Just walk it off down Highway 61.
I was thinking as I wrote the below of comfort zones and how far my daily round tests mine, and I don’t think it’s to my credit that the writer on my feeds most likely to make me roll my eyes is Radley Balko. —For all that I fiercely agree with the work he’s done and the fight he fights, there’s still that fundamental assumption clash, and when he starts to talk about say health care I find I’m biting my tongue.
The point that’s missed in the Bob Dylan story, as a less inflammatory for-instance. —Dylan goes for a walk before a concert in Long Branch, New Jersey; somebody sees an old man in a jacket wandering around in the rain, looking at houses, and calls the police; the young whippersnappers don’t realize they’re dealing with, y’know, Bob Dylan, and take this old man who has no ID back to where he says he came from, where he’s vouched for, and exeunt. —I saw it as a charming little anecdote about how celebrity somehow still doesn’t always guarantee special treatment, with a grace note re: the ineffable charms of Long Branch’s run-down, once-glorious Shore-side neighborhoods; Balko, well—
I don’t know. I find it pretty depressing. There was a time when we condescendingly used the term “your papers, please” to distinguish ourselves from Eastern Block countries and other authoritarian states. Post-Hibbel, America has become a place where a harmless, 68-year-old man out on a stroll can be stopped, interrogated, detained, and forced to produce proof of identification to state authorities, despite having committed no crime.
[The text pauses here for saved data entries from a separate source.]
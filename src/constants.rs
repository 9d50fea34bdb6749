//! Crate wide constants.

/// Number of children of an octree node.
pub const NSIBLINGS: usize = 8;

/// Deepest octree level representable with 32 bit keys.
pub const MAX_LEVEL_32: u32 = 10;

/// Deepest octree level representable with 64 bit keys.
pub const MAX_LEVEL_64: u32 = 21;

/// Default maximum number of particles per leaf of the global tree.
pub const DEFAULT_BUCKET_SIZE: usize = 64;

/// Default opening angle of the focused tree.
pub const DEFAULT_FOCUS_THETA: f64 = 0.5;

/// Default bound on rebalance iterations of the global tree.
pub const DEFAULT_MAX_REBALANCE_ITERATIONS: usize = 64;

/// Default factor applied to the largest smoothing length to obtain the halo radius.
pub const DEFAULT_HALO_FACTOR: f64 = 2.0;

/// Relative slack added to the halo radius to absorb rounding in cell boundaries.
pub const HALO_RADIUS_SLACK: f64 = 1e-10;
I guess I just don’t see the punchline.
Joe Strummer in the comments makes the obvious point:
How is it that it’s suddenly the “end of America” when a 68 year old white guy gets stopped by cops and asked where he is? Hasn’t this been a feature of the African-American experience since… whenever? Welcome to the party, folks.
And I don’t know about you, but I’m instead thinking of “The Pedestrian.”
“Your name?” said the police car in a metallic whisper. He couldn’t see the men in it for the bright light in his eyes.
“Leonard Mead,” he said.
“Speak up!”
“Leonard Mead!”
“Business or profession?”
“I guess you’d call me a writer.”
“No profession,” said the police car, as if talking to itself. The light held him fixed, like a museum specimen, needle thrust through chest.
“You might say that,” said Mr Mead.
He hadn’t written in years. Magazines and books didn’t sell anymore. Everything went on in the tomb-like houses at night now, he thought, continuing his fancy. The tombs, ill-lit by television light, where the people sat like the dead, the gray or multi-colored lights touching their faces, but never really touching them.
“No profession,” said the phonograph voice, hissing. “What are you doing out?”
“Walking,” said Leonard Mead.
“Walking!”
“Just walking,” he said simply, but his face felt cold.
“Walking, just walking, walking?”
“Yes, sir.”
“Walking where? For what?”
“Walking for air. Walking to see.”
Balko dates our fall from grace to the Supreme Court’s decision in Hibbel, from 2004. Bradbury wrote “The Pedestrian” in 1951, after getting stopped by the police while walking with a friend down Wilshire Boulevard—
Bradbury answered “Well, we’re putting one foot in front of the other.” The policeman didn’t appreciate Ray’s humor and he became suspicious of Bradbury and his friend for walking in an area where there were no pedestrians. After some arguing the policeman told them to go home and to not walk any more. Bradbury said “Yes, sir, I’ll never walk again.”
The Dylan story, and the Bradbury story, are measures of how we still aren’t living up to an ideal, not how far we’ve fallen from some idyllic past. To pretend otherwise is to mistake one’s rhetoric for the real—the same error in kind if not degree as fighting off a homosexual lobby comprised mostly of happily married heterosexual couples. It may well fit the narrative of one’s current fierce fight—Hibbel is a nasty little watermark in the constant erosion of the Fourth Amendment—but it seems as if you’re seriously arguing that there was ever an America where the cops wouldn’t stop a 68-year-old man out on a stroll, or any of the rest of us who looked to someone like we didn’t belong. And that makes you seem (charmingly, frustratingly, dangerously) out of touch.
One way of course to avoid or at least curtail these assumptions, these privileges, these rhetorical irrealities, is to read outside one’s comfort zone, and I’m in no way trying to imply Balko doesn’t. Nothing’s a guarantee some asshole on the internet won’t find some nit to pick. I’m just trying to bring it back home, you know? Here is this boat in which we all find ourselves. —Anyway, with the addition of johncwright as noted below, I think it’s safe to say Balko’s no longer anywhere near the person I read most likely to make me roll my eyes, a distinction anyway of dubious merit for all concerned.